The Supreme Court this morning came out with two opinions that have the potential to impact the alcohol beverage business.
In the first, Iancu v. Brunnelli, the court ruled that the Lanham Act’s prohibition on registration of “immoral or scandalous” trademarks violates the First Amendment. To be sure, the Lanham Act deals with trademarks, while Alcohol & Tobacco Tax & Trade Bureau deals with labels.
“The PTO has refused to register marks communicating “immoral” or “scandalous” views about (among other things) drug use, religion, and terrorism.
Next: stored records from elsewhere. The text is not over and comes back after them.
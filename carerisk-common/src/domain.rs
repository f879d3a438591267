//! Risk vocabulary shared by the bridge and the aggregation engine
//!
//! Every prediction and financial projection is scoped to exactly one
//! [`PredictionWindow`] and carries one [`RiskTier`]. The tier is assigned by
//! the external model; nothing here recomputes it from a score.

use crate::numeric::{percent_of, round_to};
use crate::{Error, Result};
use serde::{Deserialize, Serialize};
use std::fmt;
use std::str::FromStr;

/// Prediction horizon
#[derive(Debug, Clone, Copy, PartialEq, Eq, PartialOrd, Ord, Hash, Serialize, Deserialize)]
#[serde(try_from = "String", into = "String")]
pub enum PredictionWindow {
    Day30,
    Day60,
    Day90,
}

impl PredictionWindow {
    /// All windows in chronological order (30 → 60 → 90)
    pub const ALL: [PredictionWindow; 3] = [
        PredictionWindow::Day30,
        PredictionWindow::Day60,
        PredictionWindow::Day90,
    ];

    /// Key used by the prediction store and the model process (`30_day`)
    pub fn as_key(&self) -> &'static str {
        match self {
            PredictionWindow::Day30 => "30_day",
            PredictionWindow::Day60 => "60_day",
            PredictionWindow::Day90 => "90_day",
        }
    }

    /// Key used in API responses (`30-day`)
    pub fn api_key(&self) -> &'static str {
        match self {
            PredictionWindow::Day30 => "30-day",
            PredictionWindow::Day60 => "60-day",
            PredictionWindow::Day90 => "90-day",
        }
    }

    pub fn days(&self) -> u32 {
        match self {
            PredictionWindow::Day30 => 30,
            PredictionWindow::Day60 => 60,
            PredictionWindow::Day90 => 90,
        }
    }

    /// Human readable span covered by the window
    pub fn label(&self) -> &'static str {
        match self {
            PredictionWindow::Day30 => "Month 1 (0-30 days)",
            PredictionWindow::Day60 => "Months 1-2 (0-60 days)",
            PredictionWindow::Day90 => "Months 1-3 (0-90 days)",
        }
    }
}

impl Default for PredictionWindow {
    fn default() -> Self {
        PredictionWindow::Day30
    }
}

impl fmt::Display for PredictionWindow {
    fn fmt(&self, f: &mut fmt::Formatter<'_>) -> fmt::Result {
        f.write_str(self.as_key())
    }
}

impl FromStr for PredictionWindow {
    type Err = Error;

    /// Accepts `30_day`, `30-day`, `30day` and bare `30`
    fn from_str(s: &str) -> Result<Self> {
        let normalized = s.trim().to_ascii_lowercase();
        let digits = normalized
            .trim_end_matches("day")
            .trim_end_matches(|c: char| c == '_' || c == '-');

        match digits {
            "30" => Ok(PredictionWindow::Day30),
            "60" => Ok(PredictionWindow::Day60),
            "90" => Ok(PredictionWindow::Day90),
            _ => Err(Error::InvalidInput(format!(
                "Unknown prediction window: {}",
                s
            ))),
        }
    }
}

impl TryFrom<String> for PredictionWindow {
    type Error = Error;

    fn try_from(value: String) -> Result<Self> {
        value.parse()
    }
}

impl From<PredictionWindow> for String {
    fn from(window: PredictionWindow) -> Self {
        window.as_key().to_string()
    }
}

/// Ordinal risk bucket, 1 (lowest) to 5 (critical)
#[derive(Debug, Clone, Copy, PartialEq, Eq, PartialOrd, Ord, Hash, Serialize, Deserialize)]
#[serde(try_from = "i64", into = "i64")]
pub enum RiskTier {
    Normal = 1,
    Low = 2,
    Moderate = 3,
    High = 4,
    Critical = 5,
}

impl RiskTier {
    /// All tiers, lowest first
    pub const ALL: [RiskTier; 5] = [
        RiskTier::Normal,
        RiskTier::Low,
        RiskTier::Moderate,
        RiskTier::High,
        RiskTier::Critical,
    ];

    pub fn value(&self) -> i64 {
        *self as i64
    }

    pub fn label(&self) -> &'static str {
        match self {
            RiskTier::Normal => "Normal",
            RiskTier::Low => "Low Risk",
            RiskTier::Moderate => "Moderate Risk",
            RiskTier::High => "High Risk",
            RiskTier::Critical => "Critical Risk",
        }
    }

    pub fn description(&self) -> &'static str {
        match self {
            RiskTier::Normal => {
                "Patient has low risk of readmission. Routine monitoring recommended."
            }
            RiskTier::Low => {
                "Patient has low-to-moderate risk. Basic preventive measures suggested."
            }
            RiskTier::Moderate => {
                "Patient has moderate risk. Proactive care coordination recommended."
            }
            RiskTier::High => "Patient has high risk. Intensive case management recommended.",
            RiskTier::Critical => "Patient has critical risk. Immediate intervention required.",
        }
    }

    /// Tiers 4 and 5 count as high risk in every rollup
    pub fn is_high_risk(&self) -> bool {
        *self >= RiskTier::High
    }
}

impl fmt::Display for RiskTier {
    fn fmt(&self, f: &mut fmt::Formatter<'_>) -> fmt::Result {
        write!(f, "{}", self.value())
    }
}

impl TryFrom<i64> for RiskTier {
    type Error = Error;

    fn try_from(value: i64) -> Result<Self> {
        match value {
            1 => Ok(RiskTier::Normal),
            2 => Ok(RiskTier::Low),
            3 => Ok(RiskTier::Moderate),
            4 => Ok(RiskTier::High),
            5 => Ok(RiskTier::Critical),
            other => Err(Error::InvalidInput(format!(
                "Risk tier out of range 1-5: {}",
                other
            ))),
        }
    }
}

impl From<RiskTier> for i64 {
    fn from(tier: RiskTier) -> Self {
        tier.value()
    }
}

impl FromStr for RiskTier {
    type Err = Error;

    fn from_str(s: &str) -> Result<Self> {
        let value: i64 = s
            .trim()
            .parse()
            .map_err(|_| Error::InvalidInput(format!("Invalid risk tier: {}", s)))?;
        RiskTier::try_from(value)
    }
}

/// ROI bucket stored alongside each projection
#[derive(Debug, Clone, Copy, PartialEq, Eq, Serialize, Deserialize)]
#[serde(rename_all = "SCREAMING_SNAKE_CASE")]
pub enum RoiCategory {
    Excellent,
    Strong,
    Positive,
    NoRoi,
}

impl RoiCategory {
    /// Undefined ROI (zero intervention cost) falls into `NoRoi`
    pub fn from_roi_percent(roi_percent: Option<f64>) -> Self {
        match roi_percent {
            Some(roi) if roi > 75.0 => RoiCategory::Excellent,
            Some(roi) if roi >= 50.0 => RoiCategory::Strong,
            Some(roi) if roi > 0.0 => RoiCategory::Positive,
            _ => RoiCategory::NoRoi,
        }
    }

    pub fn as_str(&self) -> &'static str {
        match self {
            RoiCategory::Excellent => "EXCELLENT",
            RoiCategory::Strong => "STRONG",
            RoiCategory::Positive => "POSITIVE",
            RoiCategory::NoRoi => "NO_ROI",
        }
    }
}

/// Financial outcome of intervening on one patient over one window
///
/// Fields are private so the two derived values cannot drift:
/// `net_benefit == expected_savings - intervention_cost`, and `roi_percent`
/// is `None` exactly when `intervention_cost == 0`.
#[derive(Debug, Clone, PartialEq, Serialize)]
#[serde(rename_all = "camelCase")]
pub struct FinancialProjection {
    patient_id: i64,
    window: PredictionWindow,
    risk_tier: RiskTier,
    window_cost: f64,
    intervention_cost: f64,
    success_rate: f64,
    expected_savings: f64,
    net_benefit: f64,
    roi_percent: Option<f64>,
    roi_category: RoiCategory,
}

impl FinancialProjection {
    pub fn new(
        patient_id: i64,
        window: PredictionWindow,
        risk_tier: RiskTier,
        window_cost: f64,
        intervention_cost: f64,
        success_rate: f64,
        expected_savings: f64,
    ) -> Self {
        let net_benefit = expected_savings - intervention_cost;
        let roi_percent = percent_of(net_benefit, intervention_cost).map(|roi| round_to(roi, 2));

        Self {
            patient_id,
            window,
            risk_tier,
            window_cost,
            intervention_cost,
            success_rate,
            expected_savings,
            net_benefit,
            roi_percent,
            roi_category: RoiCategory::from_roi_percent(roi_percent),
        }
    }

    pub fn patient_id(&self) -> i64 {
        self.patient_id
    }

    pub fn window(&self) -> PredictionWindow {
        self.window
    }

    pub fn risk_tier(&self) -> RiskTier {
        self.risk_tier
    }

    pub fn window_cost(&self) -> f64 {
        self.window_cost
    }

    pub fn intervention_cost(&self) -> f64 {
        self.intervention_cost
    }

    pub fn success_rate(&self) -> f64 {
        self.success_rate
    }

    pub fn expected_savings(&self) -> f64 {
        self.expected_savings
    }

    pub fn net_benefit(&self) -> f64 {
        self.net_benefit
    }

    pub fn roi_percent(&self) -> Option<f64> {
        self.roi_percent
    }

    pub fn roi_category(&self) -> RoiCategory {
        self.roi_category
    }
}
But all the while, it has approved registration of marks expressing more accepted views on the same topics,” the court said.
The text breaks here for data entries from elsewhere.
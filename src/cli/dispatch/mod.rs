use crate::cli::{
    actions::{server::Args, Action},
    commands::{self, auth, notifier, token},
};
use anyhow::{Context, Result};
use secrecy::SecretString;

/// # Errors
/// Returns an error if required arguments are missing or inconsistent.
pub fn handler(matches: &clap::ArgMatches) -> Result<Action> {
    let port = matches
        .get_one::<u16>(commands::ARG_PORT)
        .copied()
        .unwrap_or(8080);
    let dsn = matches
        .get_one::<String>(commands::ARG_DSN)
        .cloned()
        .context("missing required argument: --dsn")?;

    Ok(Action::Server(Args {
        port,
        dsn: SecretString::from(dsn),
        auth: auth::Options::parse(matches)?,
        notifier: notifier::Options::parse(matches)?,
        token: token::Options::parse(matches)?,
    }))
}

#[cfg(test)]
mod tests {
    use super::*;
    use anyhow::Result;
    use secrecy::ExposeSecret;

    #[test]
    fn builds_server_action() -> Result<()> {
        let action = temp_env::with_vars(
            [
                ("WARDEN_DSN", Some("postgres://localhost/warden")),
                ("WARDEN_PORT", None),
                ("WARDEN_NOTIFIER_URL", Some("http://relay.local/send")),
                ("WARDEN_TOKEN_FIELDS", None),
            ],
            || {
                let matches = commands::new().try_get_matches_from(vec!["warden"])?;
                handler(&matches)
            },
        )?;

        let Action::Server(args) = action;
        assert_eq!(args.port, 8080);
        assert_eq!(args.dsn.expose_secret(), "postgres://localhost/warden");
        assert!(args.notifier.url.is_some());
        assert!(!format!("{args:?}").contains("postgres://localhost/warden"));
        Ok(())
    }
}
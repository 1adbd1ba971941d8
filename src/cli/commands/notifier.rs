use anyhow::Context;
use clap::{Arg, ArgMatches, Command};
use url::Url;

pub const ARG_NOTIFIER_URL: &str = "notifier-url";
pub const ARG_NOTIFIER_HEALTH_URL: &str = "notifier-health-url";
pub const ARG_NOTIFIER_TIMEOUT_MS: &str = "notifier-timeout-ms";
pub const ARG_NOTIFIER_HEALTH_SECONDS: &str = "notifier-health-seconds";

#[derive(Debug, Clone)]
pub struct Options {
    /// Mail relay endpoint; `None` selects the log notifier.
    pub url: Option<Url>,
    pub health_url: Option<Url>,
    pub timeout_ms: u64,
    pub health_seconds: u64,
}

impl Options {
    /// Parse notifier arguments from matches.
    ///
    /// # Errors
    /// Returns an error if a URL does not parse, or a health URL is given without a relay URL.
    pub fn parse(matches: &ArgMatches) -> anyhow::Result<Self> {
        let get_url = |id: &str| -> anyhow::Result<Option<Url>> {
            matches
                .get_one::<String>(id)
                .map(|v| v.trim())
                .filter(|v| !v.is_empty())
                .map(|v| Url::parse(v).with_context(|| format!("invalid --{id}")))
                .transpose()
        };

        let url = get_url(ARG_NOTIFIER_URL)?;
        let health_url = get_url(ARG_NOTIFIER_HEALTH_URL)?;
        if url.is_none() && health_url.is_some() {
            anyhow::bail!("--{ARG_NOTIFIER_HEALTH_URL} requires --{ARG_NOTIFIER_URL}");
        }

        Ok(Self {
            url,
            health_url,
            timeout_ms: matches
                .get_one::<u64>(ARG_NOTIFIER_TIMEOUT_MS)
                .copied()
                .unwrap_or(5000),
            health_seconds: matches
                .get_one::<u64>(ARG_NOTIFIER_HEALTH_SECONDS)
                .copied()
                .unwrap_or(30),
        })
    }
}

#[must_use]
pub fn with_args(command: Command) -> Command {
    command
        .arg(
            Arg::new(ARG_NOTIFIER_URL)
                .long(ARG_NOTIFIER_URL)
                .help("Mail relay URL receiving OTP codes; codes are only logged when unset")
                .env("WARDEN_NOTIFIER_URL"),
        )
        .arg(
            Arg::new(ARG_NOTIFIER_HEALTH_URL)
                .long(ARG_NOTIFIER_HEALTH_URL)
                .help("Mail relay health URL (default: <notifier-url>/health)")
                .env("WARDEN_NOTIFIER_HEALTH_URL"),
        )
        .arg(
            Arg::new(ARG_NOTIFIER_TIMEOUT_MS)
                .long(ARG_NOTIFIER_TIMEOUT_MS)
                .help("Timeout for a single OTP dispatch in milliseconds")
                .env("WARDEN_NOTIFIER_TIMEOUT_MS")
                .default_value("5000")
                .value_parser(clap::value_parser!(u64).range(1..)),
        )
        .arg(
            Arg::new(ARG_NOTIFIER_HEALTH_SECONDS)
                .long(ARG_NOTIFIER_HEALTH_SECONDS)
                .help("Interval between mail relay health probes in seconds")
                .env("WARDEN_NOTIFIER_HEALTH_SECONDS")
                .default_value("30")
                .value_parser(clap::value_parser!(u64).range(1..)),
        )
}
The Government attempted to save the statute by proposing that it would apply only to “lewd, sexually explicitly or profane marks.” But the court rejected that, saying, “The statute says something markedly different . . . To cut the statute off where the Government proposes is not to interpret the statute Congress enacted, but to fashion a new one.”
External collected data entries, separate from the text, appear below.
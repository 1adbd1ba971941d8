//! Login, OTP verification and OTP resend endpoints.
//!
//! Every handler funnels its `LoginOutcome` through `respond`, so all
//! non-success responses share one body regardless of the cause.

use axum::{
    extract::Extension,
    http::StatusCode,
    response::{IntoResponse, Json, Response},
};
use serde_json::{Map, Value};
use std::sync::Arc;
use tracing::{debug, error};

use super::types::{
    DeniedResponse, LoginRequest, OtpChallengeResponse, ResendOtpRequest, TokenResponse,
    VerifyOtpRequest,
};
use crate::auth::{Authenticator, Credentials, IssuedToken, LoginOutcome, TokenIssuer};

#[utoipa::path(
    post,
    path = "/v1/auth/login",
    request_body = LoginRequest,
    responses(
        (status = 200, description = "Authenticated", body = TokenResponse),
        (status = 202, description = "OTP challenge issued", body = OtpChallengeResponse),
        (status = 400, description = "Malformed request", body = DeniedResponse),
        (status = 401, description = "Denied", body = DeniedResponse),
        (status = 500, description = "Internal error", body = DeniedResponse)
    ),
    tag = "auth"
)]
pub async fn login(
    auth: Extension<Arc<Authenticator>>,
    tokens: Extension<Arc<TokenIssuer>>,
    payload: Option<Json<LoginRequest>>,
) -> impl IntoResponse {
    let Some(Json(request)) = payload else {
        return denied(StatusCode::BAD_REQUEST);
    };

    let credentials = Credentials::new(request.identity, request.password);
    let outcome = auth.login(&credentials).await;
    respond(outcome, &tokens)
}

#[utoipa::path(
    post,
    path = "/v1/auth/admin/login",
    request_body = LoginRequest,
    responses(
        (status = 200, description = "Authenticated", body = TokenResponse),
        (status = 202, description = "OTP challenge issued", body = OtpChallengeResponse),
        (status = 400, description = "Malformed request", body = DeniedResponse),
        (status = 401, description = "Denied", body = DeniedResponse),
        (status = 500, description = "Internal error", body = DeniedResponse)
    ),
    tag = "auth"
)]
pub async fn admin_login(
    auth: Extension<Arc<Authenticator>>,
    tokens: Extension<Arc<TokenIssuer>>,
    payload: Option<Json<LoginRequest>>,
) -> impl IntoResponse {
    let Some(Json(request)) = payload else {
        return denied(StatusCode::BAD_REQUEST);
    };

    let credentials = Credentials::new(request.identity, request.password);
    let outcome = auth.admin_login(&credentials).await;
    respond(outcome, &tokens)
}

#[utoipa::path(
    post,
    path = "/v1/auth/otp/verify",
    request_body = VerifyOtpRequest,
    responses(
        (status = 200, description = "Authenticated", body = TokenResponse),
        (status = 400, description = "Malformed request", body = DeniedResponse),
        (status = 401, description = "Denied", body = DeniedResponse),
        (status = 500, description = "Internal error", body = DeniedResponse)
    ),
    tag = "auth"
)]
pub async fn verify_otp(
    auth: Extension<Arc<Authenticator>>,
    tokens: Extension<Arc<TokenIssuer>>,
    payload: Option<Json<VerifyOtpRequest>>,
) -> impl IntoResponse {
    let Some(Json(request)) = payload else {
        return denied(StatusCode::BAD_REQUEST);
    };

    let outcome = auth
        .verify_otp(&request.session_id, request.user_id, &request.code)
        .await;
    respond(outcome, &tokens)
}

#[utoipa::path(
    post,
    path = "/v1/auth/otp/resend",
    request_body = ResendOtpRequest,
    responses(
        (status = 200, description = "Authenticated (notifier unavailable)", body = TokenResponse),
        (status = 202, description = "New OTP challenge issued", body = OtpChallengeResponse),
        (status = 400, description = "Malformed request", body = DeniedResponse),
        (status = 401, description = "Denied", body = DeniedResponse),
        (status = 500, description = "Internal error", body = DeniedResponse)
    ),
    tag = "auth"
)]
pub async fn resend_otp(
    auth: Extension<Arc<Authenticator>>,
    tokens: Extension<Arc<TokenIssuer>>,
    payload: Option<Json<ResendOtpRequest>>,
) -> impl IntoResponse {
    let Some(Json(request)) = payload else {
        return denied(StatusCode::BAD_REQUEST);
    };

    let outcome = auth
        .resend_otp(&request.session_id, request.user_id)
        .await;
    respond(outcome, &tokens)
}

fn respond(outcome: LoginOutcome, tokens: &TokenIssuer) -> Response {
    debug!(outcome = outcome.kind(), "login outcome");

    match outcome {
        LoginOutcome::Authenticated(claims) => match tokens.issue(&claims) {
            Ok(issued) => (StatusCode::OK, Json(token_body(&issued))).into_response(),
            Err(err) => {
                error!(user_id = %claims.user_id, "Failed to sign token: {err}");
                denied(StatusCode::INTERNAL_SERVER_ERROR)
            }
        },
        LoginOutcome::OtpRequired(challenge) => (
            StatusCode::ACCEPTED,
            Json(OtpChallengeResponse::from(&challenge)),
        )
            .into_response(),
        LoginOutcome::Denied => denied(StatusCode::UNAUTHORIZED),
        LoginOutcome::Invalid => denied(StatusCode::BAD_REQUEST),
        LoginOutcome::Fault => denied(StatusCode::INTERNAL_SERVER_ERROR),
    }
}

// The field name comes from the naming table, which rejects reserved keys.
fn token_body(issued: &IssuedToken) -> Value {
    let mut body = Map::new();
    body.insert(issued.field_name.clone(), Value::from(issued.token.as_str()));
    body.insert("expires_at".to_string(), Value::from(issued.expires_at.as_str()));
    body.insert("authenticated".to_string(), Value::Bool(true));
    body.insert("otp_required".to_string(), Value::Bool(false));
    Value::Object(body)
}

fn denied(status: StatusCode) -> Response {
    (status, Json(DeniedResponse::new())).into_response()
}

#[cfg(test)]
mod tests {
    use super::*;
    use crate::auth::{
        password::hash_password, AuthConfig, BoxFuture, MemorySessionStore,
        Notifier, Recipient, Role, RoleDirectory, RoleSource, StrategyPolicy, TokenNaming,
        UserDirectory, UserRecord,
    };
    use anyhow::{Context, Result};
    use axum::{
        body::{to_bytes, Body},
        http::Request,
        routing::post,
        Router,
    };
    use std::sync::Mutex;
    use tower::ServiceExt;
    use uuid::Uuid;

    struct Users(Vec<UserRecord>);

    impl UserDirectory for Users {
        fn find_by_username<'a>(
            &'a self,
            username: &'a str,
        ) -> BoxFuture<'a, Result<Option<UserRecord>>> {
            Box::pin(async move { Ok(self.0.iter().find(|u| u.username == username).cloned()) })
        }

        fn find_by_email<'a>(&'a self, email: &'a str) -> BoxFuture<'a, Result<Option<UserRecord>>> {
            Box::pin(async move {
                Ok(self
                    .0
                    .iter()
                    .find(|u| u.email.eq_ignore_ascii_case(email))
                    .cloned())
            })
        }

        fn find_by_id(&self, id: Uuid) -> BoxFuture<'_, Result<Option<UserRecord>>> {
            Box::pin(async move { Ok(self.0.iter().find(|u| u.id == id).cloned()) })
        }
    }

    struct Roles(Vec<Role>);

    impl RoleSource for Roles {
        fn list_roles(&self) -> BoxFuture<'_, Result<Vec<Role>>> {
            Box::pin(async move { Ok(self.0.clone()) })
        }
    }

    #[derive(Default)]
    struct Inbox(Mutex<Vec<String>>);

    impl Notifier for Inbox {
        fn is_available(&self) -> bool {
            true
        }

        fn send_otp_code<'a>(
            &'a self,
            _recipient: &'a Recipient,
            code: &'a str,
        ) -> BoxFuture<'a, Result<()>> {
            Box::pin(async move {
                if let Ok(mut inbox) = self.0.lock() {
                    inbox.push(code.to_string());
                }
                Ok(())
            })
        }
    }

    struct Fixture {
        app: Router,
        inbox: Arc<Inbox>,
        issuer: Arc<TokenIssuer>,
    }

    async fn fixture(policy: StrategyPolicy, naming: TokenNaming) -> Result<Fixture> {
        let user_role = Role {
            id: Uuid::new_v4(),
            name: "user".to_string(),
        };
        let admin_role = Role {
            id: Uuid::new_v4(),
            name: "admin".to_string(),
        };
        let hash = hash_password("s3cret")?;
        let users = Users(vec![
            UserRecord {
                id: Uuid::new_v4(),
                username: "alice".to_string(),
                email: "alice@example.com".to_string(),
                password_hash: hash.clone(),
                role_id: user_role.id,
                image_url: None,
                is_deleted: false,
            },
            UserRecord {
                id: Uuid::new_v4(),
                username: "root".to_string(),
                email: "root@example.com".to_string(),
                password_hash: hash,
                role_id: admin_role.id,
                image_url: None,
                is_deleted: false,
            },
        ]);

        let roles = Arc::new(RoleDirectory::new(Arc::new(Roles(vec![
            user_role, admin_role,
        ]))));
        roles.refresh().await?;

        let inbox = Arc::new(Inbox::default());
        let notifier: Arc<dyn Notifier> = inbox.clone();
        let authenticator = Arc::new(Authenticator::new(
            AuthConfig::new().with_strategy(policy),
            Arc::new(users),
            roles,
            Arc::new(MemorySessionStore::new()),
            notifier,
        ));
        let issuer = Arc::new(TokenIssuer::new(
            TokenIssuer::random_signing_key(),
            "warden".to_string(),
            "warden".to_string(),
            3600,
            naming,
        )?);

        let app = Router::new()
            .route("/v1/auth/login", post(login))
            .route("/v1/auth/admin/login", post(admin_login))
            .route("/v1/auth/otp/verify", post(verify_otp))
            .route("/v1/auth/otp/resend", post(resend_otp))
            .layer(Extension(authenticator))
            .layer(Extension(issuer.clone()));

        Ok(Fixture { app, inbox, issuer })
    }

    async fn post_json(app: &Router, uri: &str, body: &Value) -> Result<(StatusCode, Value)> {
        let response = app
            .clone()
            .oneshot(
                Request::builder()
                    .method("POST")
                    .uri(uri)
                    .header("content-type", "application/json")
                    .body(Body::from(serde_json::to_vec(body)?))?,
            )
            .await?;
        let status = response.status();
        let bytes = to_bytes(response.into_body(), usize::MAX).await?;
        let value = if bytes.is_empty() {
            Value::Null
        } else {
            serde_json::from_slice(&bytes)?
        };
        Ok((status, value))
    }

    #[tokio::test]
    async fn single_factor_login_returns_token() -> Result<()> {
        let fx = fixture(StrategyPolicy::AlwaysSingleFactor, TokenNaming::default()).await?;
        let (status, body) = post_json(
            &fx.app,
            "/v1/auth/login",
            &serde_json::json!({"username": "alice", "password": "s3cret"}),
        )
        .await?;

        assert_eq!(status, StatusCode::OK);
        assert_eq!(body["authenticated"], Value::Bool(true));
        assert_eq!(body["otp_required"], Value::Bool(false));
        let token = body["access_token"].as_str().context("access_token")?;
        let claims = fx.issuer.verify(token)?;
        assert_eq!(claims.username, "alice");
        assert_eq!(claims.role, "user");
        Ok(())
    }

    #[tokio::test]
    async fn naming_table_selects_token_field() -> Result<()> {
        let naming = TokenNaming::new(
            "access_token",
            [("alice".to_string(), "alice_token".to_string())],
        )?;
        let fx = fixture(StrategyPolicy::AlwaysSingleFactor, naming).await?;
        let (status, body) = post_json(
            &fx.app,
            "/v1/auth/login",
            &serde_json::json!({"identity": "alice", "password": "s3cret"}),
        )
        .await?;

        assert_eq!(status, StatusCode::OK);
        assert!(body["alice_token"].is_string());
        assert!(body.get("access_token").is_none());
        Ok(())
    }

    #[tokio::test]
    async fn otp_flow_over_http() -> Result<()> {
        let fx = fixture(StrategyPolicy::PreferOtpWithFallback, TokenNaming::default()).await?;
        let (status, body) = post_json(
            &fx.app,
            "/v1/auth/login",
            &serde_json::json!({"email": "alice@example.com", "password": "s3cret"}),
        )
        .await?;
        assert_eq!(status, StatusCode::ACCEPTED);
        assert_eq!(body["otp_required"], Value::Bool(true));
        assert_eq!(body["authenticated"], Value::Bool(false));

        let code = fx
            .inbox
            .0
            .lock()
            .ok()
            .and_then(|inbox| inbox.last().cloned())
            .context("code delivered")?;
        let (status, body) = post_json(
            &fx.app,
            "/v1/auth/otp/verify",
            &serde_json::json!({
                "session_id": body["session_id"],
                "user_id": body["user_id"],
                "code": code,
            }),
        )
        .await?;
        assert_eq!(status, StatusCode::OK);
        assert!(body["access_token"].is_string());
        Ok(())
    }

    #[tokio::test]
    async fn denials_share_one_body() -> Result<()> {
        let fx = fixture(StrategyPolicy::AlwaysSingleFactor, TokenNaming::default()).await?;
        let cases = [
            ("/v1/auth/login", serde_json::json!({"username": "alice", "password": "wrong"})),
            ("/v1/auth/login", serde_json::json!({"username": "nobody", "password": "s3cret"})),
            ("/v1/auth/login", serde_json::json!({"username": "root", "password": "s3cret"})),
            ("/v1/auth/admin/login", serde_json::json!({"username": "alice", "password": "s3cret"})),
        ];

        for (uri, payload) in cases {
            let (status, body) = post_json(&fx.app, uri, &payload).await?;
            assert_eq!(status, StatusCode::UNAUTHORIZED, "{uri} {payload}");
            assert_eq!(body, serde_json::json!({"authenticated": false}));
        }
        Ok(())
    }

    #[tokio::test]
    async fn admin_entry_accepts_privileged_role() -> Result<()> {
        let fx = fixture(StrategyPolicy::AlwaysSingleFactor, TokenNaming::default()).await?;
        let (status, body) = post_json(
            &fx.app,
            "/v1/auth/admin/login",
            &serde_json::json!({"username": "root", "password": "s3cret"}),
        )
        .await?;
        assert_eq!(status, StatusCode::OK);
        let token = body["access_token"].as_str().context("access_token")?;
        assert_eq!(fx.issuer.verify(token)?.role, "admin");
        Ok(())
    }

    #[tokio::test]
    async fn malformed_payload_is_bad_request() -> Result<()> {
        let fx = fixture(StrategyPolicy::AlwaysSingleFactor, TokenNaming::default()).await?;
        let (status, body) = post_json(
            &fx.app,
            "/v1/auth/otp/verify",
            &serde_json::json!({"session_id": "x", "user_id": "not-a-uuid", "code": "1"}),
        )
        .await?;
        assert_eq!(status, StatusCode::BAD_REQUEST);
        assert_eq!(body, serde_json::json!({"authenticated": false}));

        let (status, _) = post_json(
            &fx.app,
            "/v1/auth/otp/resend",
            &serde_json::json!({"session_id": "short", "user_id": Uuid::new_v4()}),
        )
        .await?;
        assert_eq!(status, StatusCode::BAD_REQUEST);
        Ok(())
    }
}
To be sure, different statutes can lead to different results. But we agree with Richard Blau, who heads the bev/al practice at GrayRobinson, the Miami law firm, who said today’s decision makes it more difficult for TTB to defend a challenge when it rejects a label on the basis the label is “obscene or indent” in contradiction of the Federal Alcohol Administration Act.
“Prior efforts to balance the dictates of the FAA Act against the protections afforded by the First Amendment have not worked out well for alcohol regulators,” Blau notes.
That doesn’t mean – nor does today’s Supreme Court decision mean – that courts will apply the rationale of Brunetti to the FAA Act, Blau notes. Given the regulated nature of alcohol, it’s entirely possible courts will apply a higher level of scrutiny to challenges to TTB’s label regulation.
You can hear my interview with Blau here.
We asked the major trade associations for their view of the decision. A Beer Institute spokesman told us “the key question becomes: Is the “immoral or scandalous” criterion in the Lanham Act viewpoint-neutral or viewpoint-based? The Supreme Court says the “immoral or scandalous” bar does not survive as free speech challenge because it is a viewpoint-based standard. The Supreme Court also struck down the bar on registration of “immoral or scandalous” trademarks as substantially overbroad, because the standard reaches not only marks that offend because of their mode of expression (such as vulgarity and profanity) but also marks that offend because of the ideas they convey. “There are a great many immoral and scandalous ideas in the world (even more than there are swearwords), and the Lanham Act covers them all.”
The Supreme Court decision is not based on moral relativism but on the recognition that a law banning speech deemed by government officials to be “immoral” or “scandalous” can easily be exploited for illegitimate ends, the BI spokesman said, adding the decision also does not prevent Congress from adopting a more carefully focused statute that precludes the registration of marks containing vulgar terms that play no real part in the expression of ideas.